[[ Data open ]]

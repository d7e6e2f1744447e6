mod cli;
mod demo;
mod infra;
mod routes;
mod server;

use pollboard::error::AppError;

pub async fn run() -> Result<(), AppError> {
    cli::run().await
}
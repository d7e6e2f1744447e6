use serde::{Deserialize, Serialize};

use super::domain::{Choice, ChoiceId, Question, QuestionDraft, QuestionId};

/// Aggregate handed to the visibility rules and the views: a question
/// together with the choices it owns.
#[derive(Debug, Clone, PartialEq, Eq, Serialize, Deserialize)]
pub struct QuestionRecord {
    pub question: Question,
    pub choices: Vec<Choice>,
}

impl QuestionRecord {
    /// The choice with the given id, provided it belongs to this question.
    pub fn choice(&self, id: ChoiceId) -> Option<&Choice> {
        self.choices.iter().find(|choice| choice.id == id)
    }

    pub fn total_votes(&self) -> u64 {
        self.choices.iter().map(|choice| choice.votes).sum()
    }
}

/// Storage abstraction so the rules and the service can be exercised against
/// any engine. Implementations assign ids from their own sequences and keep
/// id order equal to creation order.
pub trait PollRepository: Send + Sync {
    /// Store a draft, assigning a question id and one choice id per entry.
    fn insert_question(&self, draft: QuestionDraft) -> Result<QuestionRecord, RepositoryError>;

    /// Point lookup with no publication gate applied.
    fn question(&self, id: QuestionId) -> Result<Option<Question>, RepositoryError>;

    /// Every stored question, published or not, in no guaranteed order.
    fn questions(&self) -> Result<Vec<Question>, RepositoryError>;

    /// Choices owned by a question. Empty both for a choiceless question and
    /// for an id that was never stored.
    fn choices_for(&self, id: QuestionId) -> Result<Vec<Choice>, RepositoryError>;

    /// Increment a tally by one and return the updated choice. Fails with
    /// [`RepositoryError::NotFound`] when the choice does not exist or does
    /// not belong to the question.
    fn record_vote(
        &self,
        question: QuestionId,
        choice: ChoiceId,
    ) -> Result<Choice, RepositoryError>;

    /// Remove a question and every choice it owns.
    fn delete_question(&self, id: QuestionId) -> Result<(), RepositoryError>;
}

#[derive(Debug, thiserror::Error)]
pub enum RepositoryError {
    #[error("record not found")]
    NotFound,
    #[error("repository unavailable: {0}")]
    Unavailable(String),
}
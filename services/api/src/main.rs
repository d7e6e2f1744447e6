use pollboard_api::run;

#[tokio::main]
async fn main() {
    if let Err(err) = run().await {
        eprintln!("application error: {err}");
        std::process::exit(1);
    }
}
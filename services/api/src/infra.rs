use chrono::{DateTime, NaiveDate, Utc};
use metrics_exporter_prometheus::PrometheusHandle;
use pollboard::polls::{
    Choice, ChoiceId, PollRepository, PollService, PollServiceError, Question, QuestionDraft,
    QuestionId, QuestionRecord, RepositoryError,
};
use std::collections::HashMap;
use std::sync::atomic::{AtomicBool, AtomicU64, Ordering};
use std::sync::{Arc, Mutex};

#[derive(Clone)]
pub(crate) struct AppState {
    pub(crate) readiness: Arc<AtomicBool>,
    pub(crate) metrics: Arc<PrometheusHandle>,
}

#[derive(Clone)]
struct StoredQuestion {
    question: Question,
    choices: Vec<Choice>,
}

#[derive(Default, Clone)]
pub(crate) struct InMemoryPollRepository {
    questions: Arc<Mutex<HashMap<QuestionId, StoredQuestion>>>,
    question_seq: Arc<AtomicU64>,
    choice_seq: Arc<AtomicU64>,
}

impl PollRepository for InMemoryPollRepository {
    fn insert_question(&self, draft: QuestionDraft) -> Result<QuestionRecord, RepositoryError> {
        let mut guard = self.questions.lock().expect("repository mutex poisoned");
        let id = QuestionId(self.question_seq.fetch_add(1, Ordering::Relaxed) + 1);
        let question = Question {
            id,
            question_text: draft.question_text,
            pub_date: draft.pub_date,
        };
        let choices: Vec<Choice> = draft
            .choices
            .into_iter()
            .map(|choice_text| Choice {
                id: ChoiceId(self.choice_seq.fetch_add(1, Ordering::Relaxed) + 1),
                question_id: id,
                choice_text,
                votes: 0,
            })
            .collect();
        guard.insert(
            id,
            StoredQuestion {
                question: question.clone(),
                choices: choices.clone(),
            },
        );
        Ok(QuestionRecord { question, choices })
    }

    fn question(&self, id: QuestionId) -> Result<Option<Question>, RepositoryError> {
        let guard = self.questions.lock().expect("repository mutex poisoned");
        Ok(guard.get(&id).map(|stored| stored.question.clone()))
    }

    fn questions(&self) -> Result<Vec<Question>, RepositoryError> {
        let guard = self.questions.lock().expect("repository mutex poisoned");
        Ok(guard.values().map(|stored| stored.question.clone()).collect())
    }

    fn choices_for(&self, id: QuestionId) -> Result<Vec<Choice>, RepositoryError> {
        let guard = self.questions.lock().expect("repository mutex poisoned");
        Ok(guard
            .get(&id)
            .map(|stored| stored.choices.clone())
            .unwrap_or_default())
    }

    fn record_vote(
        &self,
        question: QuestionId,
        choice: ChoiceId,
    ) -> Result<Choice, RepositoryError> {
        let mut guard = self.questions.lock().expect("repository mutex poisoned");
        let stored = guard.get_mut(&question).ok_or(RepositoryError::NotFound)?;
        let entry = stored
            .choices
            .iter_mut()
            .find(|entry| entry.id == choice)
            .ok_or(RepositoryError::NotFound)?;
        entry.votes += 1;
        Ok(entry.clone())
    }

    fn delete_question(&self, id: QuestionId) -> Result<(), RepositoryError> {
        let mut guard = self.questions.lock().expect("repository mutex poisoned");
        guard
            .remove(&id)
            .map(|_| ())
            .ok_or(RepositoryError::NotFound)
    }
}

/// Insert every draft through the service, returning the stored records in
/// arrival order.
pub(crate) fn seed_service<R>(
    service: &PollService<R>,
    drafts: Vec<QuestionDraft>,
) -> Result<Vec<QuestionRecord>, PollServiceError>
where
    R: PollRepository + 'static,
{
    drafts
        .into_iter()
        .map(|draft| service.create(draft))
        .collect()
}

/// Accepts RFC 3339 timestamps and bare `YYYY-MM-DD` dates for CLI flags;
/// bare dates read as midnight UTC.
pub(crate) fn parse_timestamp(raw: &str) -> Result<DateTime<Utc>, String> {
    let trimmed = raw.trim();

    if let Ok(parsed) = DateTime::parse_from_rfc3339(trimmed) {
        return Ok(parsed.with_timezone(&Utc));
    }

    NaiveDate::parse_from_str(trimmed, "%Y-%m-%d")
        .ok()
        .and_then(|date| date.and_hms_opt(0, 0, 0))
        .map(|naive| naive.and_utc())
        .ok_or_else(|| format!("failed to parse '{raw}' as RFC 3339 or YYYY-MM-DD"))
}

[[ Data closed ]]

The full listing is to be copied verbatim.

repository d7e6e2f1744447e6
mod cli;
mod demo;
mod infra;
mod routes;
mod server;

use pollboard::error::AppError;

pub async fn run() -> Result<(), AppError> {
    cli::run().await
}
repository d7e6e2f1744447e6
use serde::{Deserialize, Serialize};

use super::domain::{Choice, ChoiceId, Question, QuestionDraft, QuestionId};

/// Aggregate handed to the visibility rules and the views: a question
/// together with the choices it owns.
#[derive(Debug, Clone, PartialEq, Eq, Serialize, Deserialize)]
pub struct QuestionRecord {
    pub question: Question,
    pub choices: Vec<Choice>,
}

impl QuestionRecord {
    /// The choice with the given id, provided it belongs to this question.
    pub fn choice(&self, id: ChoiceId) -> Option<&Choice> {
        self.choices.iter().find(|choice| choice.id == id)
    }

    pub fn total_votes(&self) -> u64 {
        self.choices.iter().map(|choice| choice.votes).sum()
    }
}

/// Storage abstraction so the rules and the service can be exercised against
/// any engine. Implementations assign ids from their own sequences and keep
/// id order equal to creation order.
pub trait PollRepository: Send + Sync {
    /// Store a draft, assigning a question id and one choice id per entry.
    fn insert_question(&self, draft: QuestionDraft) -> Result<QuestionRecord, RepositoryError>;

    /// Point lookup with no publication gate applied.
    fn question(&self, id: QuestionId) -> Result<Option<Question>, RepositoryError>;

    /// Every stored question, published or not, in no guaranteed order.
    fn questions(&self) -> Result<Vec<Question>, RepositoryError>;

    /// Choices owned by a question. Empty both for a choiceless question and
    /// for an id that was never stored.
    fn choices_for(&self, id: QuestionId) -> Result<Vec<Choice>, RepositoryError>;

    /// Increment a tally by one and return the updated choice. Fails with
    /// [`RepositoryError::NotFound`] when the choice does not exist or does
    /// not belong to the question.
    fn record_vote(
        &self,
        question: QuestionId,
        choice: ChoiceId,
    ) -> Result<Choice, RepositoryError>;

    /// Remove a question and every choice it owns.
    fn delete_question(&self, id: QuestionId) -> Result<(), RepositoryError>;
}

#[derive(Debug, thiserror::Error)]
pub enum RepositoryError {
    #[error("record not found")]
    NotFound,
    #[error("repository unavailable: {0}")]
    Unavailable(String),
}
filename services/api/src/main.rs
repository d7e6e2f1744447e6
use pollboard_api::run;

#[tokio::main]
async fn main() {
    if let Err(err) = run().await {
        eprintln!("application error: {err}");
        std::process::exit(1);
    }
}
filename services/api/src/infra.rs
use chrono::{DateTime, NaiveDate, Utc};
use metrics_exporter_prometheus::PrometheusHandle;
use pollboard::polls::{
    Choice, ChoiceId, PollRepository, PollService, PollServiceError, Question, QuestionDraft,
    QuestionId, QuestionRecord, RepositoryError,
};
use std::collections::HashMap;
use std::sync::atomic::{AtomicBool, AtomicU64, Ordering};
use std::sync::{Arc, Mutex};

#[derive(Clone)]
pub(crate) struct AppState {
    pub(crate) readiness: Arc<AtomicBool>,
    pub(crate) metrics: Arc<PrometheusHandle>,
}

#[derive(Clone)]
struct StoredQuestion {
    question: Question,
    choices: Vec<Choice>,
}

#[derive(Default, Clone)]
pub(crate) struct InMemoryPollRepository {
    questions: Arc<Mutex<HashMap<QuestionId, StoredQuestion>>>,
    question_seq: Arc<AtomicU64>,
    choice_seq: Arc<AtomicU64>,
}

impl PollRepository for InMemoryPollRepository {
    fn insert_question(&self, draft: QuestionDraft) -> Result<QuestionRecord, RepositoryError> {
        let mut guard = self.questions.lock().expect("repository mutex poisoned");
        let id = QuestionId(self.question_seq.fetch_add(1, Ordering::Relaxed) + 1);
        let question = Question {
            id,
            question_text: draft.question_text,
            pub_date: draft.pub_date,
        };
        let choices: Vec<Choice> = draft
            .choices
            .into_iter()
            .map(|choice_text| Choice {
                id: ChoiceId(self.choice_seq.fetch_add(1, Ordering::Relaxed) + 1),
                question_id: id,
                choice_text,
                votes: 0,
            })
            .collect();
        guard.insert(
            id,
            StoredQuestion {
                question: question.clone(),
                choices: choices.clone(),
            },
        );
        Ok(QuestionRecord { question, choices })
    }

    fn question(&self, id: QuestionId) -> Result<Option<Question>, RepositoryError> {
        let guard = self.questions.lock().expect("repository mutex poisoned");
        Ok(guard.get(&id).map(|stored| stored.question.clone()))
    }

    fn questions(&self) -> Result<Vec<Question>, RepositoryError> {
        let guard = self.questions.lock().expect("repository mutex poisoned");
        Ok(guard.values().map(|stored| stored.question.clone()).collect())
    }

    fn choices_for(&self, id: QuestionId) -> Result<Vec<Choice>, RepositoryError> {
        let guard = self.questions.lock().expect("repository mutex poisoned");
        Ok(guard
            .get(&id)
            .map(|stored| stored.choices.clone())
            .unwrap_or_default())
    }

    fn record_vote(
        &self,
        question: QuestionId,
        choice: ChoiceId,
    ) -> Result<Choice, RepositoryError> {
        let mut guard = self.questions.lock().expect("repository mutex poisoned");
        let stored = guard.get_mut(&question).ok_or(RepositoryError::NotFound)?;
        let entry = stored
            .choices
            .iter_mut()
            .find(|entry| entry.id == choice)
            .ok_or(RepositoryError::NotFound)?;
        entry.votes += 1;
        Ok(entry.clone())
    }

    fn delete_question(&self, id: QuestionId) -> Result<(), RepositoryError> {
        let mut guard = self.questions.lock().expect("repository mutex poisoned");
        guard
            .remove(&id)
            .map(|_| ())
            .ok_or(RepositoryError::NotFound)
    }
}

/// Insert every draft through the service, returning the stored records in
/// arrival order.
pub(crate) fn seed_service<R>(
    service: &PollService<R>,
    drafts: Vec<QuestionDraft>,
) -> Result<Vec<QuestionRecord>, PollServiceError>
where
    R: PollRepository + 'static,
{
    drafts
        .into_iter()
        .map(|draft| service.create(draft))
        .collect()
}

/// Accepts RFC 3339 timestamps and bare `YYYY-MM-DD` dates for CLI flags;
/// bare dates read as midnight UTC.
pub(crate) fn parse_timestamp(raw: &str) -> Result<DateTime<Utc>, String> {
    let trimmed = raw.trim();

    if let Ok(parsed) = DateTime::parse_from_rfc3339(trimmed) {
        return Ok(parsed.with_timezone(&Utc));
    }

    NaiveDate::parse_from_str(trimmed, "%Y-%m-%d")
        .ok()
        .and_then(|date| date.and_hms_opt(0, 0, 0))
        .map(|naive| naive.and_utc())
        .ok_or_else(|| format!("failed to parse '{raw}' as RFC 3339 or YYYY-MM-DD"))
}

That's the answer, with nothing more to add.